3. McCarron RM, Vanderlip ER, Rado J. Depresión. Ann Intern Med. 2016; 165 (7): ITC49-ITC64.

4. Hogan MF, Grumet JG. Prevención del suicidio: una prioridad emergente para la atención médica. Health Aff (Millwood). 2016; 35 (6): 1084-90.

5. Wang P, Demler O, Olfson M, Pincus HA, Wells KB, Kessler R. Cambio de perfiles de los sectores de servicios utilizados para la atención de la salud mental en los Estados Unidos. Am.J. Psiquiatría. 2006; 163: 1187-98.

6. Melek S, Norris D. Condiciones crónicas y trastornos psicológicos comórbidos. Informe de investigación de Millman. Seattle, WA: Millman 2008: 19.

7. Asociación de Colegios Médicos Americanos. Contenido de Ciencia Básica, Conocimiento Fundamental y Pre-Pasantía – Promedio de Horas de Instrucción / Evaluación de Temas Curriculares. Asociación de Colegios Médicos Americanos; 2012.
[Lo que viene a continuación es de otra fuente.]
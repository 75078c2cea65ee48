//! Behavioral properties of propagation and diffusion, exercised through the
//! public engine API.

use std::sync::Arc;

use chrono::{Duration, Utc};
use conceptflow_core::assessment::AssessmentProcessor;
use conceptflow_core::diffusion::DiffusionEngine;
use conceptflow_core::store::UserStates;
use conceptflow_core::traits::RecordingSink;
use conceptflow_core::{
    ConceptEdge, ConceptGraph, ConceptNode, EdgeType, EngineConfig, KnowledgeEngine,
    KnowledgeError, KnowledgeLevel, NodeType,
};

fn node(id: &str) -> ConceptNode {
    ConceptNode {
        id: id.into(),
        label: id.to_uppercase(),
        domain: "math".into(),
        level: 1,
        difficulty: 2,
        node_type: NodeType::Concept,
    }
}

fn edge(source: &str, target: &str, edge_type: EdgeType, weight: f64) -> ConceptEdge {
    ConceptEdge {
        source: source.into(),
        target: target.into(),
        edge_type,
        weight,
    }
}

fn graph(ids: &[&str], edges: Vec<ConceptEdge>) -> Arc<ConceptGraph> {
    Arc::new(ConceptGraph::load(ids.iter().map(|id| node(id)).collect(), edges).unwrap())
}

fn engine(graph: Arc<ConceptGraph>) -> KnowledgeEngine {
    let config = EngineConfig {
        diffuse_after_assessment: false,
        ..Default::default()
    };
    KnowledgeEngine::new(graph, config).unwrap()
}

fn close(a: f64, b: f64) -> bool {
    (a - b).abs() < 1e-9
}

#[test]
fn chain_scenario() {
    let engine = engine(graph(
        &["a", "b", "c"],
        vec![
            edge("a", "b", EdgeType::Prerequisite, 0.8),
            edge("b", "c", EdgeType::Prerequisite, 0.5),
        ],
    ));

    let outcome = engine.process_assessment("u1", "a", 1.0).unwrap();
    assert_eq!(outcome.updated_state.knowledge_state, KnowledgeLevel::Known);
    assert!(close(outcome.propagated[0].value, 0.24));
    assert!(close(outcome.propagated[1].value, 0.045));

    let b = engine.state("u1", "b").unwrap().unwrap();
    let c = engine.state("u1", "c").unwrap().unwrap();
    assert_eq!(b.knowledge_state, KnowledgeLevel::Unknown);
    assert_eq!(c.knowledge_state, KnowledgeLevel::Unknown);
}

#[test]
fn diffusion_scenario_never_lowers_partial_node() {
    let g = graph(
        &["a", "b", "c"],
        vec![
            edge("a", "b", EdgeType::Prerequisite, 0.8),
            edge("b", "c", EdgeType::Prerequisite, 0.5),
        ],
    );
    let engine = engine(Arc::clone(&g));
    let now = Utc::now();
    engine.store().set_at("u1", "b", 0.5, 0.5, now).unwrap();
    engine.store().set_at("u1", "c", 0.0, 0.0, now).unwrap();
    let before = engine.state("u1", "b").unwrap().unwrap().continuous();

    engine.run_diffusion_pass("u1", 0.3).unwrap();

    let after = engine.state("u1", "b").unwrap().unwrap();
    assert!(after.continuous() >= before);
    assert_eq!(after.knowledge_state, KnowledgeLevel::Partial);
}

#[test]
fn propagated_and_diffused_values_are_monotone() {
    let g = graph(
        &["a", "b", "c", "d"],
        vec![
            edge("a", "b", EdgeType::Related, 0.9),
            edge("b", "c", EdgeType::Prerequisite, 0.6),
            edge("c", "d", EdgeType::EquivalentTo, 0.7),
        ],
    );
    let engine = engine(g);
    engine.process_assessment("u1", "b", 1.0).unwrap();
    engine.process_assessment("u1", "d", 0.5).unwrap();

    let values = |engine: &KnowledgeEngine, skip: &str| -> Vec<(String, f64)> {
        engine
            .graph()
            .nodes()
            .iter()
            .filter(|n| n.id != skip)
            .map(|n| {
                let v = engine
                    .state("u1", &n.id)
                    .unwrap()
                    .map_or(0.0, |s| s.continuous());
                (n.id.clone(), v)
            })
            .collect()
    };

    // every node except the one directly tested must hold or rise
    let before = values(&engine, "a");
    engine.process_assessment("u1", "a", 0.0).unwrap();
    for ((id, old), (_, new)) in before.iter().zip(values(&engine, "a")) {
        assert!(new >= *old - 1e-12, "{id} dropped from {old} to {new}");
    }

    let before = values(&engine, "");
    for alpha in [0.0, 0.3, 1.0] {
        engine.run_diffusion_pass("u1", alpha).unwrap();
    }
    for ((id, old), (_, new)) in before.iter().zip(values(&engine, "")) {
        assert!(new >= *old - 1e-12, "{id} dropped from {old} to {new}");
    }
}

#[test]
fn quantization_boundaries() {
    assert_eq!(KnowledgeLevel::quantize(0.2499), KnowledgeLevel::Unknown);
    assert_eq!(KnowledgeLevel::quantize(0.25), KnowledgeLevel::Partial);
    assert_eq!(KnowledgeLevel::quantize(0.7499), KnowledgeLevel::Partial);
    assert_eq!(KnowledgeLevel::quantize(0.75), KnowledgeLevel::Known);
}

#[test]
fn diffusion_on_empty_state_leaves_everything_unknown() {
    let g = graph(
        &["a", "b", "c"],
        vec![
            edge("a", "b", EdgeType::Related, 1.0),
            edge("b", "c", EdgeType::Related, 1.0),
        ],
    );
    let engine = engine(g);
    let summary = engine.run_diffusion_pass("u1", 0.3).unwrap();
    assert!(summary.written.is_empty());

    let view = engine.user_view("u1").unwrap();
    assert!(view
        .nodes
        .iter()
        .all(|n| n.knowledge_state == KnowledgeLevel::Unknown));
}

#[test]
fn first_known_at_survives_later_failures() {
    let engine = engine(graph(&["a"], vec![]));
    let t0 = Utc::now();
    engine
        .process_assessment_at("u1", "a", 1.0, t0)
        .unwrap();
    engine
        .process_assessment_at("u1", "a", 0.0, t0 + Duration::hours(1))
        .unwrap();
    engine
        .process_assessment_at("u1", "a", 1.0, t0 + Duration::hours(2))
        .unwrap();

    let a = engine.state("u1", "a").unwrap().unwrap();
    assert_eq!(a.first_known_at, Some(t0));
}

#[test]
fn diamond_node_is_updated_once_at_shallowest_depth() {
    // a -> b -> d and a -> c -> e -> d
    let g = graph(
        &["a", "b", "c", "d", "e"],
        vec![
            edge("a", "b", EdgeType::Prerequisite, 1.0),
            edge("b", "d", EdgeType::Prerequisite, 1.0),
            edge("a", "c", EdgeType::Prerequisite, 1.0),
            edge("c", "e", EdgeType::Prerequisite, 1.0),
            edge("e", "d", EdgeType::Prerequisite, 1.0),
        ],
    );
    let mut states = UserStates::new("u1");
    let outcome = AssessmentProcessor::new(0.3, 3)
        .process(&g, &mut states, "a", KnowledgeLevel::Known, Utc::now())
        .unwrap();

    let d: Vec<_> = outcome
        .propagated
        .iter()
        .filter(|p| p.node_id == "d")
        .collect();
    assert_eq!(d.len(), 1);
    assert_eq!(d[0].depth, 2);
    assert!(close(d[0].value, 0.09));
    assert_eq!(outcome.propagated.len(), 4);
}

#[test]
fn prerequisite_edges_flow_one_way() {
    let engine = engine(graph(
        &["a", "b"],
        vec![edge("a", "b", EdgeType::Prerequisite, 0.8)],
    ));
    let outcome = engine.process_assessment("u1", "b", 1.0).unwrap();
    assert!(outcome.propagated.is_empty());
    assert!(engine.state("u1", "a").unwrap().is_none());
}

#[test]
fn related_and_equivalent_edges_flow_both_ways() {
    for edge_type in [EdgeType::Related, EdgeType::EquivalentTo] {
        let engine = engine(graph(&["a", "b"], vec![edge("a", "b", edge_type, 0.8)]));
        let outcome = engine.process_assessment("u1", "b", 1.0).unwrap();
        assert_eq!(outcome.affected_node_ids(), vec!["a"], "{edge_type}");
    }
}

#[test]
fn rejected_inputs_leave_no_rows() {
    let engine = engine(graph(&["a", "b"], vec![edge("a", "b", EdgeType::Related, 0.5)]));
    assert_eq!(
        engine.process_assessment("u1", "a", 0.25).unwrap_err(),
        KnowledgeError::InvalidResult(0.25)
    );
    assert_eq!(
        engine.process_assessment("u1", "zzz", 1.0).unwrap_err(),
        KnowledgeError::NoSuchNode("zzz".into())
    );
    assert_eq!(
        engine.run_diffusion_pass("u1", f64::NAN).unwrap_err().to_string(),
        KnowledgeError::InvalidAlpha(f64::NAN).to_string()
    );
    assert!(engine.store().snapshot("u1").unwrap().is_none());
}

#[test]
fn bad_graphs_are_rejected_whole() {
    let err = ConceptGraph::load(
        vec![node("a"), node("b")],
        vec![
            edge("a", "b", EdgeType::Related, 0.5),
            edge("b", "missing", EdgeType::Related, 0.5),
        ],
    )
    .unwrap_err();
    assert!(matches!(err, KnowledgeError::DanglingEdge { .. }));

    let err = ConceptGraph::load(vec![node("a")], vec![edge("a", "a", EdgeType::Related, 0.5)])
        .unwrap_err();
    assert_eq!(err, KnowledgeError::SelfLoop("a".into()));
}

#[test]
fn sink_receives_rows_in_write_order() {
    let g = graph(
        &["a", "b", "c"],
        vec![
            edge("a", "b", EdgeType::Prerequisite, 0.8),
            edge("b", "c", EdgeType::Prerequisite, 0.5),
        ],
    );
    let sink = Arc::new(RecordingSink::new());
    let engine = KnowledgeEngine::new(g, EngineConfig::default())
        .unwrap()
        .with_sink(sink.clone());

    let outcome = engine.process_assessment("u1", "a", 1.0).unwrap();
    let written = outcome.diffusion.map(|d| d.written).unwrap_or_default();

    let rows = sink.rows();
    assert_eq!(rows.len(), 3 + written.len());
    assert!(rows.iter().all(|r| r.user_id == "u1"));
    assert_eq!(rows[0].node_id, "a");
}

#[test]
fn one_pass_reads_only_pre_pass_values() {
    let g = graph(
        &["a", "b", "c"],
        vec![
            edge("a", "b", EdgeType::Prerequisite, 1.0),
            edge("b", "c", EdgeType::Prerequisite, 1.0),
        ],
    );
    let mut states = UserStates::new("u1");
    states.upsert("a", 1.0, 1.0, Utc::now());

    let summary = DiffusionEngine::new(0.0)
        .unwrap()
        .run_pass(&g, &mut states, Utc::now());
    assert_eq!(summary.raised, vec!["b".to_string()]);
    assert!(states.get("c").is_none());
}
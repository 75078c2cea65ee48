//! The `conceptflow validate` command.

use std::path::PathBuf;

use anyhow::Result;

use conceptflow_core::parser::validate_graph_file;

pub fn execute(graph_path: PathBuf) -> Result<()> {
    let file = super::read_graph_file(&graph_path)?;
    let warnings = validate_graph_file(&file);
    let name = file.name.clone();
    let graph = file.into_graph()?;

    println!(
        "Graph: {} ({} nodes, {} edges, {} domains)",
        name,
        graph.len(),
        graph.edges().len(),
        graph.domains().len()
    );

    for w in &warnings {
        let prefix = w
            .node_id
            .as_ref()
            .map(|id| format!("  [{id}]"))
            .unwrap_or_else(|| "  ".to_string());
        println!("{prefix} WARNING: {}", w.message);
    }

    if warnings.is_empty() {
        println!("Graph valid.");
    } else {
        println!("\n{} warning(s) found.", warnings.len());
    }

    Ok(())
}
8. Leigh H, Mallios R, Stewart D. Enseñanza de la psiquiatría en residencias de atención primaria: ¿los directores de formación de atención primaria y psiquiatría están de acuerdo? Acadia Psiquiatría. 2008; 32 (6): 504-9.

9. Alianza Nacional de Enfermedades Mentales. Prevalencia de enfermedades. Apoyo, abogacía, educación, investigación. Gainesville, FL: Alianza Nacional de Enfermedades Mentales; 2014.

10. McDaniel SH, Grus CL, Cubic BA, Hunter CL, Kearney LK, Schuman CC, et al. Competencias para la práctica de la psicología en la atención primaria. El psicólogo estadounidense. 2014; 69 (4): 409-29.

11. Croghan TW, Schoenbaum M, Sherborne CD, Koegel P. Un marco para mejorar la calidad del tratamiento de la depresión en la atención primaria. Servicios psiquiátricos. 2006; 57: 623-30.

12. Departamento de Salud y Servicios Humanos. Healthy People 2010: Comprender y mejorar la salud. En: Servicios USDoHaH, ed. 2nd ed. Washington, DC: Oficina de Imprenta del Gobierno de EE. UU .; 2000: 76.